Rollups in Elasticsearch
Introduction to Rollups
Rollups are a feature in Elasticsearch that allow you to summarize and store historical data in a more efficient way. This is particularly useful for time-series data where the granularity of older data is not as important as more recent data. By rolling up data, you can reduce storage costs and improve query performance.
Creating a Rollup Job
To create a rollup job, you need to define a set of parameters that determine how the data should be summarized. These parameters include the index pattern, the time field, and the rollup interval.
Example of creating a rollup job:
PUT _rollup/job/sales_rollup { "index_pattern": "sales-*", "rollup_index": "sales_rollup", "cron": "*/30 * * * * ?", "page_size": 1000, "groups": { "date_histogram": { "field": "date", "fixed_interval": "1d" } }, "metrics": [ { "field": "price", "metrics": ["min", "max", "sum"] } ] }
Understanding Rollup Indices
Rollup indices are special indices where the summarized data is stored. These indices are read-only and can be queried just like regular indices. When querying rollup indices, you can use the standard Elasticsearch query DSL, but with some limitations.
Example of querying a rollup index:
GET sales_rollup/_search { "size": 0, "aggs": { "sales_over_time": { "date_histogram": { "field": "date", "interval": "1d" }, "aggs": { "total_sales": { "sum": { "field": "price" } } } } } }
Managing Rollup Jobs
Once a rollup job is created, you can start, stop, and delete it using the Elasticsearch API. You can also check the status of a rollup job to see if it is running or has completed.
Example of managing rollup jobs:
# Start a rollup job POST _rollup/job/sales_rollup/_start # Stop a rollup job POST _rollup/job/sales_rollup/_stop # Delete a rollup job DELETE _rollup/job/sales_rollup
Best Practices
When using rollups, consider the following best practices:
- Choose an appropriate rollup interval to balance between storage savings and query granularity.

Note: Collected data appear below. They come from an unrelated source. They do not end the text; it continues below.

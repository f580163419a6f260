//! mbtiler - command-line interface for MBTiles tile pyramids.

use std::process::ExitCode;

use clap::Parser;
use tracing::error;
use tracing_subscriber::{layer::SubscriberExt, util::SubscriberInitExt};

use mbtiler::{
    config::{
        CheckArgs, Cli, Command, DownsampleArgs, ExtractArgs, GrayscaleArgs, MetadataCommand,
        ReportMissingArgs,
    },
    grayscale::{convert_directory, GrayscaleOptions},
    integrity::{
        health_check, write_missing_report, HealthReport, MissingReportOptions,
        HEALTH_RATIO_THRESHOLD,
    },
    pattern::PathPattern,
    pyramid::{downsample, DownsampleOptions},
    store::Tileset,
};

fn main() -> ExitCode {
    let cli = Cli::parse();
    init_logging(cli.verbose);

    let result = match cli.command {
        Command::Extract(args) => run_extract(args),
        Command::Downsample(args) => run_downsample(args),
        Command::Grayscale(args) => run_grayscale(args),
        Command::Metadata { command } => run_metadata(command),
        Command::Check(args) => run_check(args),
        Command::ReportMissing(args) => run_report_missing(args),
    };

    match result {
        Ok(()) => ExitCode::SUCCESS,
        Err(e) => {
            error!("{}", e);
            eprintln!("{e}");
            ExitCode::FAILURE
        }
    }
}

/// Initialize the tracing subsystem. Verbosity maps to warn/info/debug;
/// `RUST_LOG` overrides when set.
fn init_logging(verbosity: u8) {
    let default_filter = match verbosity {
        0 => "mbtiler=warn",
        1 => "mbtiler=info",
        _ => "mbtiler=debug",
    };

    tracing_subscriber::registry()
        .with(
            tracing_subscriber::EnvFilter::try_from_default_env()
                .unwrap_or_else(|_| default_filter.into()),
        )
        .with(tracing_subscriber::fmt::layer().with_writer(std::io::stderr))
        .init();
}

// =============================================================================
// Extract
// =============================================================================

fn run_extract(args: ExtractArgs) -> Result<(), mbtiler::MbtilerError> {
    let pattern = PathPattern::parse(&args.pattern)?;
    let tileset = Tileset::open(&args.mbtiles)?;
    let count = tileset.extract(&args.output_dir, &pattern)?;
    println!(
        "Extracted {} tiles to '{}'",
        count,
        args.output_dir.display()
    );
    Ok(())
}

// =============================================================================
// Downsample
// =============================================================================

fn run_downsample(args: DownsampleArgs) -> Result<(), mbtiler::MbtilerError> {
    let options = DownsampleOptions {
        zoom: args.zoom,
        grayscale: args.grayscale,
        force_png: args.force_png,
    };
    let report = downsample(&args.input_dir, &args.output_dir, &options)?;
    println!(
        "Downsampled zoom {} to {}: {} tiles written, {} parents skipped",
        report.source_zoom,
        report.source_zoom - 1,
        report.written,
        report.skipped
    );
    if report.failed > 0 {
        println!("{} parent tiles failed; see the log for details", report.failed);
    }
    Ok(())
}

// =============================================================================
// Grayscale
// =============================================================================

fn run_grayscale(args: GrayscaleArgs) -> Result<(), mbtiler::MbtilerError> {
    let options = GrayscaleOptions {
        recursive: !args.no_recursive,
    };
    let count = convert_directory(&args.input_dir, &args.output_dir, &options)?;
    println!(
        "Converted {} images to grayscale in '{}'",
        count,
        args.output_dir.display()
    );
    Ok(())
}

// =============================================================================
// Integrity
// =============================================================================

fn run_check(args: CheckArgs) -> Result<(), mbtiler::MbtilerError> {
    let tileset = Tileset::open(&args.mbtiles)?;
    let report = health_check(&tileset)?;
    match &report {
        HealthReport::Empty => {
            println!("'{}' holds no tiles", args.mbtiles.display());
        }
        HealthReport::Coverage { stats, ratio } => {
            println!(
                "Zoom {}: {} of {} tiles present in columns {}-{}, rows {}-{} (coverage {:.3})",
                stats.zoom,
                stats.present,
                stats.expected(),
                stats.column_min,
                stats.column_max,
                stats.row_min,
                stats.row_max,
                ratio
            );
        }
    }

    if report.is_healthy() {
        println!("Archive is healthy (coverage >= {HEALTH_RATIO_THRESHOLD})");
    } else {
        println!("Archive is unhealthy (coverage < {HEALTH_RATIO_THRESHOLD})");
        if args.delete_unhealthy {
            // Close the connection before removing the file.
            drop(tileset);
            std::fs::remove_file(&args.mbtiles).map_err(|e| mbtiler::MbtilerError::Io {
                path: args.mbtiles.clone(),
                source: e,
            })?;
            println!("Deleted '{}'", args.mbtiles.display());
        }
    }
    Ok(())
}

fn run_report_missing(args: ReportMissingArgs) -> Result<(), mbtiler::MbtilerError> {
    let tileset = Tileset::open(&args.mbtiles)?;
    let options = MissingReportOptions {
        display_rows: args.display_rows,
        upper_zoom: args.upper_zoom,
    };
    let report = write_missing_report(&tileset, &args.output, &options)?;
    for stats in &report.levels {
        println!(
            "Zoom {}: {} present, {} missing",
            stats.zoom,
            stats.present,
            stats.missing()
        );
    }
    println!(
        "{} missing tiles written to '{}'",
        report.missing,
        args.output.display()
    );
    Ok(())
}

// =============================================================================
// Metadata
// =============================================================================

fn run_metadata(command: MetadataCommand) -> Result<(), mbtiler::MbtilerError> {
    match command {
        MetadataCommand::List { mbtiles } => {
            let tileset = Tileset::open(&mbtiles)?;
            for (key, value) in tileset.metadata()? {
                println!("{key}={value}");
            }
            Ok(())
        }
        MetadataCommand::Get { mbtiles, key } => {
            let tileset = Tileset::open(&mbtiles)?;
            let metadata = tileset.metadata()?;
            match metadata.get(&key) {
                Some(value) => {
                    println!("{value}");
                    Ok(())
                }
                None => Err(mbtiler::MbtilerError::MetadataKeyNotFound { key }),
            }
        }
        MetadataCommand::Set {
            mbtiles,
            key,
            value,
            no_overwrite,
        } => {
            let mut tileset = Tileset::open(&mbtiles)?;
            tileset.set_metadata_entry(&key, &value, !no_overwrite)?;
            Ok(())
        }
    }
}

- Monitor rollup jobs to ensure they are running as expected and completing within a reasonable time frame.
- Regularly review and delete old rollup jobs that are no longer needed to free up resources.
Conclusion
Rollups in Elasticsearch provide a powerful way to manage and query large volumes of time-series data efficiently. By summarizing historical data, you can save on storage costs and improve query performance, making it easier to gain insights from your data.